____ DATA
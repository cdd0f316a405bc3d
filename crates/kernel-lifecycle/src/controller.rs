use std::sync::Arc;
use std::time::Duration;

use kernel_protocol::defaults::DEFAULT_PLACEMENT_TIMEOUT;
use kernel_protocol::{
    KernelError, KernelResult, LaunchedWorker, Placement, WorkerExit, WorkerHandle, WorkerId,
    WorkerLauncher, WorkerSpawnSpec,
};
use tokio::sync::mpsc;
use tokio::task::JoinHandle;

#[derive(Debug, Clone, PartialEq, Eq)]
pub struct WorkerLifecycleConfig {
    pub spawn_spec: WorkerSpawnSpec,
    pub placement_timeout: Duration,
}

impl Default for WorkerLifecycleConfig {
    fn default() -> Self {
        Self {
            spawn_spec: WorkerSpawnSpec::default(),
            placement_timeout: DEFAULT_PLACEMENT_TIMEOUT,
        }
    }
}

#[derive(Debug, Clone, PartialEq, Eq)]
pub enum LifecycleEvent {
    WorkerTerminated { worker_id: WorkerId, exit: WorkerExit },
}

#[derive(Debug, Clone, Copy, PartialEq, Eq, Default)]
pub struct WorkerLifecyclePerfSnapshot {
    pub spawn_requests_total: u64,
    pub spawn_success_total: u64,
    pub spawn_failures_total: u64,
    pub terminations_observed_total: u64,
    pub teardowns_total: u64,
}

struct ActiveWorker {
    handle: Arc<dyn WorkerHandle>,
    placement: Placement,
    watcher: JoinHandle<()>,
}

/// Owns the one live worker. Never shared: the supervisor loop holds it by
/// value and is the only caller.
pub struct WorkerLifecycle {
    launcher: Arc<dyn WorkerLauncher>,
    config: WorkerLifecycleConfig,
    active: Option<ActiveWorker>,
    perf: WorkerLifecyclePerfSnapshot,
}

impl WorkerLifecycle {
    pub fn new(launcher: Arc<dyn WorkerLauncher>, config: WorkerLifecycleConfig) -> Self {
        Self {
            launcher,
            config,
            active: None,
            perf: WorkerLifecyclePerfSnapshot::default(),
        }
    }

    pub fn current(&self) -> Option<&Arc<dyn WorkerHandle>> {
        self.active.as_ref().map(|active| &active.handle)
    }

    pub fn current_id(&self) -> Option<&WorkerId> {
        self.current().map(|handle| handle.id())
    }

    pub fn perf_snapshot(&self) -> WorkerLifecyclePerfSnapshot {
        self.perf
    }

    /// Acquire a placement and launch a worker on it. Any worker already
    /// held is torn down first.
    pub async fn spawn(
        &mut self,
        events: mpsc::UnboundedSender<LifecycleEvent>,
    ) -> KernelResult<WorkerId> {
        self.teardown().await;
        self.perf.spawn_requests_total += 1;

        let placement = match tokio::time::timeout(
            self.config.placement_timeout,
            self.launcher.acquire_placement(),
        )
        .await
        {
            Ok(Ok(placement)) => placement,
            Ok(Err(error)) => {
                self.perf.spawn_failures_total += 1;
                return Err(error);
            }
            Err(_) => {
                self.perf.spawn_failures_total += 1;
                return Err(KernelError::PlacementTimeout(self.config.placement_timeout));
            }
        };

        let LaunchedWorker { handle, exit } = match self
            .launcher
            .launch(&placement, self.config.spawn_spec.clone())
            .await
        {
            Ok(launched) => launched,
            Err(error) => {
                self.perf.spawn_failures_total += 1;
                if let Err(release_error) = self.launcher.release_placement(&placement).await {
                    tracing::warn!(
                        placement = placement.id.as_str(),
                        error = %release_error,
                        "failed to release placement after launch failure"
                    );
                }
                return Err(error);
            }
        };

        let worker_id = handle.id().clone();
        let watcher = spawn_termination_watcher(worker_id.clone(), exit, events);
        tracing::info!(
            worker_id = %worker_id,
            placement = placement.id.as_str(),
            "kernel worker spawned"
        );

        self.active = Some(ActiveWorker {
            handle,
            placement,
            watcher,
        });
        self.perf.spawn_success_total += 1;
        Ok(worker_id)
    }

    /// Discard the current worker, if any, and bring up a fresh one. Routes
    /// still waiting on the old worker get nothing more from it.
    pub async fn replace(
        &mut self,
        events: mpsc::UnboundedSender<LifecycleEvent>,
    ) -> KernelResult<WorkerId> {
        if let Some(previous) = self.current_id() {
            tracing::info!(worker_id = %previous, "replacing kernel worker");
        }
        self.spawn(events).await
    }

    /// Record a termination notice. Returns true when it concerns the
    /// worker currently held, i.e. a replacement is needed.
    pub fn observe_termination(&mut self, worker_id: &WorkerId) -> bool {
        if self.current_id() != Some(worker_id) {
            return false;
        }
        self.perf.terminations_observed_total += 1;
        true
    }

    /// Terminate the worker and release its placement. Safe to call
    /// repeatedly and before any spawn.
    pub async fn teardown(&mut self) {
        let Some(active) = self.active.take() else {
            return;
        };
        active.watcher.abort();

        let worker_id = active.handle.id().clone();
        if let Err(error) = active.handle.terminate().await {
            tracing::warn!(
                worker_id = %worker_id,
                error = %error,
                "failed to terminate kernel worker"
            );
        }
        if let Err(error) = self.launcher.release_placement(&active.placement).await {
            tracing::warn!(
                worker_id = %worker_id,
                placement = active.placement.id.as_str(),
                error = %error,
                "failed to release worker placement"
            );
        }
        self.perf.teardowns_total += 1;
        tracing::info!(worker_id = %worker_id, "kernel worker torn down");
    }
}

fn spawn_termination_watcher(
    worker_id: WorkerId,
    exit: tokio::sync::oneshot::Receiver<WorkerExit>,
    events: mpsc::UnboundedSender<LifecycleEvent>,
) -> JoinHandle<()> {
    tokio::spawn(async move {
        let exit = exit
            .await
            .unwrap_or_else(|_| WorkerExit::Unknown("exit signal dropped".to_owned()));
        tracing::warn!(worker_id = %worker_id, exit = %exit, "kernel worker terminated");
        let _ = events.send(LifecycleEvent::WorkerTerminated { worker_id, exit });
    })
}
________
_ACTIVITY:_
Look at the entries above. Then set all of them down again exactly.

_YOUR SOLUTION:_
repository cdd0f316a405bc3d
filename crates/kernel-lifecycle/src/controller.rs
use std::sync::Arc;
use std::time::Duration;

use kernel_protocol::defaults::DEFAULT_PLACEMENT_TIMEOUT;
use kernel_protocol::{
    KernelError, KernelResult, LaunchedWorker, Placement, WorkerExit, WorkerHandle, WorkerId,
    WorkerLauncher, WorkerSpawnSpec,
};
use tokio::sync::mpsc;
use tokio::task::JoinHandle;

#[derive(Debug, Clone, PartialEq, Eq)]
pub struct WorkerLifecycleConfig {
    pub spawn_spec: WorkerSpawnSpec,
    pub placement_timeout: Duration,
}

impl Default for WorkerLifecycleConfig {
    fn default() -> Self {
        Self {
            spawn_spec: WorkerSpawnSpec::default(),
            placement_timeout: DEFAULT_PLACEMENT_TIMEOUT,
        }
    }
}

#[derive(Debug, Clone, PartialEq, Eq)]
pub enum LifecycleEvent {
    WorkerTerminated { worker_id: WorkerId, exit: WorkerExit },
}

#[derive(Debug, Clone, Copy, PartialEq, Eq, Default)]
pub struct WorkerLifecyclePerfSnapshot {
    pub spawn_requests_total: u64,
    pub spawn_success_total: u64,
    pub spawn_failures_total: u64,
    pub terminations_observed_total: u64,
    pub teardowns_total: u64,
}

struct ActiveWorker {
    handle: Arc<dyn WorkerHandle>,
    placement: Placement,
    watcher: JoinHandle<()>,
}

/// Owns the one live worker. Never shared: the supervisor loop holds it by
/// value and is the only caller.
pub struct WorkerLifecycle {
    launcher: Arc<dyn WorkerLauncher>,
    config: WorkerLifecycleConfig,
    active: Option<ActiveWorker>,
    perf: WorkerLifecyclePerfSnapshot,
}

impl WorkerLifecycle {
    pub fn new(launcher: Arc<dyn WorkerLauncher>, config: WorkerLifecycleConfig) -> Self {
        Self {
            launcher,
            config,
            active: None,
            perf: WorkerLifecyclePerfSnapshot::default(),
        }
    }

    pub fn current(&self) -> Option<&Arc<dyn WorkerHandle>> {
        self.active.as_ref().map(|active| &active.handle)
    }

    pub fn current_id(&self) -> Option<&WorkerId> {
        self.current().map(|handle| handle.id())
    }

    pub fn perf_snapshot(&self) -> WorkerLifecyclePerfSnapshot {
        self.perf
    }

    /// Acquire a placement and launch a worker on it. Any worker already
    /// held is torn down first.
    pub async fn spawn(
        &mut self,
        events: mpsc::UnboundedSender<LifecycleEvent>,
    ) -> KernelResult<WorkerId> {
        self.teardown().await;
        self.perf.spawn_requests_total += 1;

        let placement = match tokio::time::timeout(
            self.config.placement_timeout,
            self.launcher.acquire_placement(),
        )
        .await
        {
            Ok(Ok(placement)) => placement,
            Ok(Err(error)) => {
                self.perf.spawn_failures_total += 1;
                return Err(error);
            }
            Err(_) => {
                self.perf.spawn_failures_total += 1;
                return Err(KernelError::PlacementTimeout(self.config.placement_timeout));
            }
        };

        let LaunchedWorker { handle, exit } = match self
            .launcher
            .launch(&placement, self.config.spawn_spec.clone())
            .await
        {
            Ok(launched) => launched,
            Err(error) => {
                self.perf.spawn_failures_total += 1;
                if let Err(release_error) = self.launcher.release_placement(&placement).await {
                    tracing::warn!(
                        placement = placement.id.as_str(),
                        error = %release_error,
                        "failed to release placement after launch failure"
                    );
                }
                return Err(error);
            }
        };

        let worker_id = handle.id().clone();
        let watcher = spawn_termination_watcher(worker_id.clone(), exit, events);
        tracing::info!(
            worker_id = %worker_id,
            placement = placement.id.as_str(),
            "kernel worker spawned"
        );

        self.active = Some(ActiveWorker {
            handle,
            placement,
            watcher,
        });
        self.perf.spawn_success_total += 1;
        Ok(worker_id)
    }

    /// Discard the current worker, if any, and bring up a fresh one. Routes
    /// still waiting on the old worker get nothing more from it.
    pub async fn replace(
        &mut self,
        events: mpsc::UnboundedSender<LifecycleEvent>,
    ) -> KernelResult<WorkerId> {
        if let Some(previous) = self.current_id() {
            tracing::info!(worker_id = %previous, "replacing kernel worker");
        }
        self.spawn(events).await
    }

    /// Record a termination notice. Returns true when it concerns the
    /// worker currently held, i.e. a replacement is needed.
    pub fn observe_termination(&mut self, worker_id: &WorkerId) -> bool {
        if self.current_id() != Some(worker_id) {
            return false;
        }
        self.perf.terminations_observed_total += 1;
        true
    }

    /// Terminate the worker and release its placement. Safe to call
    /// repeatedly and before any spawn.
    pub async fn teardown(&mut self) {
        let Some(active) = self.active.take() else {
            return;
        };
        active.watcher.abort();

        let worker_id = active.handle.id().clone();
        if let Err(error) = active.handle.terminate().await {
            tracing::warn!(
                worker_id = %worker_id,
                error = %error,
                "failed to terminate kernel worker"
            );
        }
        if let Err(error) = self.launcher.release_placement(&active.placement).await {
            tracing::warn!(
                worker_id = %worker_id,
                placement = active.placement.id.as_str(),
                error = %error,
                "failed to release worker placement"
            );
        }
        self.perf.teardowns_total += 1;
        tracing::info!(worker_id = %worker_id, "kernel worker torn down");
    }
}

fn spawn_termination_watcher(
    worker_id: WorkerId,
    exit: tokio::sync::oneshot::Receiver<WorkerExit>,
    events: mpsc::UnboundedSender<LifecycleEvent>,
) -> JoinHandle<()> {
    tokio::spawn(async move {
        let exit = exit
            .await
            .unwrap_or_else(|_| WorkerExit::Unknown("exit signal dropped".to_owned()));
        tracing::warn!(worker_id = %worker_id, exit = %exit, "kernel worker terminated");
        let _ = events.send(LifecycleEvent::WorkerTerminated { worker_id, exit });
    })
}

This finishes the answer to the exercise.